25 years ago: Andrew Cunanan's murder spree takes Lee Miglin's life 34:45

CHICAGO (CBS) -- On May 4, 1997 – 25 years ago Wednesday – Chicago real estate magnate Lee Miglin was found brutally murdered under a car in the garage of his Gold Coast mansion.

The killer was Andrew Cunanan – a spree killer who murdered a total of five people, including fashion designer Gianni Versace, before he took his own life. Cunanan became the most wanted and feared man in America, leaving the nation in a simultaneous state of terror and fascination as his grisly crimes played out over a period of more than two months.

But the day Miglin's body was found, likely nobody knew Cunanan had been the killer other than Cunanan himself.

CBS 2's Brad Edwards went back to our archive to watch a Betamax tape of our 10 p.m. news from May 4, 1997 – "News 2 Chicago," as our news was known at the time – anchored by Lester Holt and Linda MacLennan.

"No place and no one is immune from violence, yet tonight, we begin with a murder nearly as disturbing from where it happened as it is for who the victim was," Holt read at the top of the newscast.

Cunanan victim Lee Miglin
Chicago real estate tycoon Lee Miglin Newscom

Miglin's body had been found that morning in the garage behind the mansion at 25 E. Scott St. where he lived with his wife, cosmetics entrepreneur, "Home Shopping Network" host, and "Queen of Makeovers" Marilyn Miglin.

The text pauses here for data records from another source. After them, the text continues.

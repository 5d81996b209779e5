use diesel::{pg::Pg, prelude::*};
use diesel_async::{AsyncPgConnection, RunQueryDsl};
use edna_schema::field_site;
use garde::Validate;
use serde::{Deserialize, Serialize};
use uuid::Uuid;

use crate::db::{self, error};

#[derive(Queryable, Selectable, Identifiable, Serialize, Clone, Debug)]
#[diesel(table_name = field_site, check_for_backend(Pg))]
pub struct Site {
    pub id: Uuid,
    pub site_code: String,
    pub location_name: String,
    pub country_code: Option<String>,
}

#[derive(Insertable, Deserialize, Validate, Clone)]
#[diesel(table_name = field_site, check_for_backend(Pg))]
#[garde(allow_unvalidated)]
pub struct NewSite {
    #[garde(length(min = 1, max = 32))]
    pub site_code: String,
    #[garde(length(min = 1))]
    pub location_name: String,
    pub country_code: Option<String>,
}

impl db::Write for NewSite {
    type Returns = Site;

    async fn write(self, db_conn: &mut AsyncPgConnection) -> error::Result<Self::Returns> {
        Ok(diesel::insert_into(field_site::table)
            .values(&self)
            .returning(Site::as_returning())
            .get_result(db_conn)
            .await?)
    }
}

impl db::FetchById for Site {
    type Id = Uuid;

    async fn fetch_by_id(id: &Self::Id, db_conn: &mut AsyncPgConnection) -> error::Result<Self> {
        Ok(field_site::table
            .find(id)
            .select(Site::as_select())
            .first(db_conn)
            .await?)
    }
}

/// Imports identify a site by either its short code or its free-text
/// location name; both are matched exactly.
pub async fn find_by_code_or_name(
    key: &str,
    db_conn: &mut AsyncPgConnection,
) -> error::Result<Option<Site>> {
    Ok(field_site::table
        .filter(
            field_site::site_code
                .eq(key)
                .or(field_site::location_name.eq(key)),
        )
        .select(Site::as_select())
        .first(db_conn)
        .await
        .optional()?)
}
use std::collections::HashMap;

use heck::ToSnakeCase;
use itertools::Itertools;

use crate::db::model::measurement::MeasurementType;

/// The measurement-type table loaded once per batch and indexed by every
/// spelling a spreadsheet header might use, so per-row matching is pure and
/// never touches storage.
pub struct Vocabulary {
    by_variant: HashMap<String, usize>,
    types: Vec<MeasurementType>,
}

impl Vocabulary {
    pub fn new(types: Vec<MeasurementType>) -> Self {
        let mut by_variant = HashMap::new();

        for (i, measurement_type) in types.iter().enumerate() {
            let MeasurementType { code, name, .. } = measurement_type;

            let variants = [
                code.to_lowercase(),
                name.to_lowercase(),
                name.to_snake_case(),
                name.to_lowercase().replace('_', " "),
                strip_separators(name),
                strip_separators(code),
            ];

            for variant in variants.into_iter().unique() {
                if variant.is_empty() {
                    continue;
                }
                // First definition wins when two types collide on a spelling.
                by_variant.entry(variant).or_insert(i);
            }
        }

        Self { by_variant, types }
    }

    /// Matches a normalized column header against the vocabulary.
    pub fn resolve(&self, column_key: &str) -> Option<&MeasurementType> {
        let key = column_key.trim().to_lowercase();

        self.by_variant
            .get(&key)
            .or_else(|| self.by_variant.get(&strip_separators(&key)))
            .map(|&i| &self.types[i])
    }
}

fn strip_separators(s: &str) -> String {
    s.chars()
        .filter(|c| c.is_alphanumeric())
        .collect::<String>()
        .to_lowercase()
}

/// Cell contents that field crews use to mean "no reading".
pub fn is_placeholder(value: &str) -> bool {
    matches!(
        value.trim().to_lowercase().as_str(),
        "" | "na" | "n/a" | "none"
    )
}

#[cfg(test)]
mod tests {
    use pretty_assertions::assert_eq;
    use rstest::rstest;
    use uuid::Uuid;

    use super::{Vocabulary, is_placeholder};
    use crate::db::model::measurement::MeasurementType;

    fn vocabulary() -> Vocabulary {
        Vocabulary::new(vec![
            MeasurementType {
                id: Uuid::now_v7(),
                code: "water_temp".to_string(),
                name: "Water Temperature".to_string(),
                unit: "°C".to_string(),
            },
            MeasurementType {
                id: Uuid::now_v7(),
                code: "env_ph".to_string(),
                name: "pH".to_string(),
                unit: String::new(),
            },
        ])
    }

    #[rstest]
    #[case("water_temp")]
    #[case("Water Temperature")]
    #[case("water_temperature")]
    #[case("WaterTemperature")]
    #[case("WATER TEMP")]
    fn spelling_variants_resolve(#[case] header: &str) {
        let resolved = vocabulary().resolve(header).map(|t| t.code.clone());

        assert_eq!(resolved, Some("water_temp".to_string()));
    }

    #[test]
    fn unknown_headers_do_not_resolve() {
        assert!(vocabulary().resolve("dissolved_oxygen").is_none());
        assert!(vocabulary().resolve("").is_none());
    }

    #[rstest]
    #[case("", true)]
    #[case("  ", true)]
    #[case("NA", true)]
    #[case("n/a", true)]
    #[case("None", true)]
    #[case("0", false)]
    #[case("7.9", false)]
    fn placeholders(#[case] value: &str, #[case] expected: bool) {
        assert_eq!(is_placeholder(value), expected);
    }
}
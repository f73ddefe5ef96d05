pub mod config;
pub mod definition;
pub mod engine;
pub mod types;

That Sunday night, CBS 2's Jodine Costanzo reported police found Miglin, 72, with his throat slashed ear-to-ear and his feet bound with masking tape.

Miglin's body was found on the floor of the garage behind his home, but there were questions as to whether Miglin was actually killed in the garage. The Cook County Medical Examiner's office said his clothes were saturated in blood, but the area around him was clean – suggesting that his body may have been moved.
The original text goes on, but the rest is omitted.